Rendons la réglementation amusante à nouveau !
Lorsqu'il s'agit de l'IVDR et des laboratoires, les Exigences Générales en Matière de Sécurité et de Performance (GSPR) sont souvent perçues comme un fardeau inévitable. Mais sont-elles réellement un cauchemar bureaucratique, ou peuvent-elles être abordées de manière à apporter de la valeur ? Et surtout : avons-nous vraiment le choix ?
Qu'est-ce que les GSPR ?
Les GSPR constituent l'épine dorsale de la conformité à l'IVDR, garantissant que les dispositifs de diagnostic in vitro (DIV) répondent aux critères essentiels de sécurité et de performance. Pour les fabricants, la conformité aux GSPR est une évidence, mais pour les laboratoires développant leurs propres tests en interne (LDTs), la question se pose : dans quelle mesure ces exigences s'appliquent-elles ?
Selon l’article 5.5 de l’IVDR, les laboratoires doivent remplir les GSPR pour pouvoir bénéficier de l’exemption pour les DIV In House.
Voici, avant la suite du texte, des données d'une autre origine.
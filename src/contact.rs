//! Direct contact launcher. The WhatsApp button next to the chat widget.

use std::time::Duration;

use percent_encoding::{AsciiSet, NON_ALPHANUMERIC, utf8_percent_encode};

/// Characters left as-is in a URI component, matching browser
/// `encodeURIComponent`.
const URI_COMPONENT: &AsciiSet = &NON_ALPHANUMERIC
    .remove(b'-')
    .remove(b'_')
    .remove(b'.')
    .remove(b'!')
    .remove(b'~')
    .remove(b'*')
    .remove(b'\'')
    .remove(b'(')
    .remove(b')');

const DEFAULT_PHONE: &str = "254798750585";
const DEFAULT_MESSAGE: &str = "Hi Mwaki Denis👋! I saw your amazing✨ portfolio and I'm interested in working together🤝 on a project. When would be a good time to chat?";

/// Scroll offset under which the button always shows.
const ALWAYS_VISIBLE_BELOW: f64 = 300.0;
/// How long after page load the speech bubble appears.
pub const BUBBLE_DELAY: Duration = Duration::from_secs(2);
/// Speech bubble text beside the button.
pub const BUBBLE_TEXT: &str = "Chat directly with me on WhatsApp! ✓";

/// A click-to-chat link with a pre-filled message.
#[derive(Debug, Clone, PartialEq, Eq)]
pub struct WhatsAppLink {
    /// Phone number in international format. Non-digits are ignored.
    pub phone: String,
    pub message: String,
}

impl Default for WhatsAppLink {
    fn default() -> Self {
        Self {
            phone: DEFAULT_PHONE.to_string(),
            message: DEFAULT_MESSAGE.to_string(),
        }
    }
}

impl WhatsAppLink {
    pub fn new(phone: impl Into<String>, message: impl Into<String>) -> Self {
        Self {
            phone: phone.into(),
            message: message.into(),
        }
    }

    /// The `wa.me` URL that opens a chat with the message pre-filled.
    pub fn url(&self) -> String {
        let digits: String = self.phone.chars().filter(char::is_ascii_digit).collect();
        format!(
            "https://wa.me/{}?text={}",
            digits,
            utf8_percent_encode(&self.message, URI_COMPONENT)
        )
    }
}

/// Visibility of the floating contact button.
///
/// Hidden while scrolling down past the fold, shown again on any upward
/// scroll. The speech bubble appears once, shortly after load. Scroll
/// tracking only applies to hosts with a scrolling page; the terminal
/// session uses the bubble timing alone.
#[derive(Debug, Clone)]
pub struct ContactButton {
    last_scroll_y: f64,
    visible: bool,
}

impl Default for ContactButton {
    fn default() -> Self {
        Self::new()
    }
}

impl ContactButton {
    pub fn new() -> Self {
        Self {
            last_scroll_y: 0.0,
            visible: true,
        }
    }

    /// Record a scroll position and return whether the button is visible.
    pub fn on_scroll(&mut self, y: f64) -> bool {
        self.visible = y <= ALWAYS_VISIBLE_BELOW || y < self.last_scroll_y;
        self.last_scroll_y = y;
        self.visible
    }

    pub fn is_visible(&self) -> bool {
        self.visible
    }

    /// Whether the speech bubble shows, `since_load` after the page loaded.
    pub fn bubble_visible(since_load: Duration) -> bool {
        since_load >= BUBBLE_DELAY
    }
}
De plus les GSPR créent tout un cadre réglementaire de normes et standards liés les uns aux autres dans une optique de l'état de l’art (State of the Art). Une hiérarchie dans leur validité est créée par le droit constitutionnel européen. Le graphique (Image 1) démontre les liaisons entre ces standards et recommandations. Cela créé pour les laboratoires des goulots d’étranglements au niveau des ressources.
La hiérarchie des normes s’appliquant aux laboratoires dans le cadre de l’IVDR art. 5.5 ©image créée par Platomics
Les exigences techniques des GSPR
L'Annexe I de l’IVDR, définit les exigences fondamentales en matière de sécurité et de performance des dispositifs de diagnostic in vitro (DIV) dans l’Union européenne. Ces exigences sont organisées en trois grands chapitres qui couvrent des aspects essentiels de la conception, de la fabrication et de l’information fournie avec le dispositif.
Tout d’abord, les exigences générales établissent que tout dispositif doit être sûr et performant tout au long de son cycle de vie. Le fabricant doit garantir que le rapport bénéfice/risque du dispositif est favorable et que les risques sont réduits autant que possible grâce à une gestion rigoureuse des risques. Par ailleurs, le fabricant doit prouver que le dispositif fonctionne comme prévu, notamment en démontrant sa performance analytique et clinique. La stabilité et la fiabilité du produit, y compris sa durée de conservation et les conditions de stockage, doivent également être validées afin d'assurer une performance constante.
Ensuite, les exigences relatives à la conception et à la fabrication imposent aux fabricants de veiller à la sécurité des matériaux utilisés et de prévenir toute toxicité chimique ou biologique. Les dispositifs doivent être compatibles avec d'autres équipements et logiciels avec lesquels ils sont censés fonctionner, tout en étant protégés contre toute contamination microbiologique. Il est également essentiel de garantir la sécurité électrique, la protection contre les rayonnements et d’assurer une conception ergonomique qui facilite l’utilisation du dispositif par les professionnels de santé ou les utilisateurs finaux. Pour les dispositifs intégrant un logiciel, la cybersécurité est un élément clé, et des mesures doivent être mises en place pour protéger les données et garantir l’intégrité du fonctionnement du dispositif.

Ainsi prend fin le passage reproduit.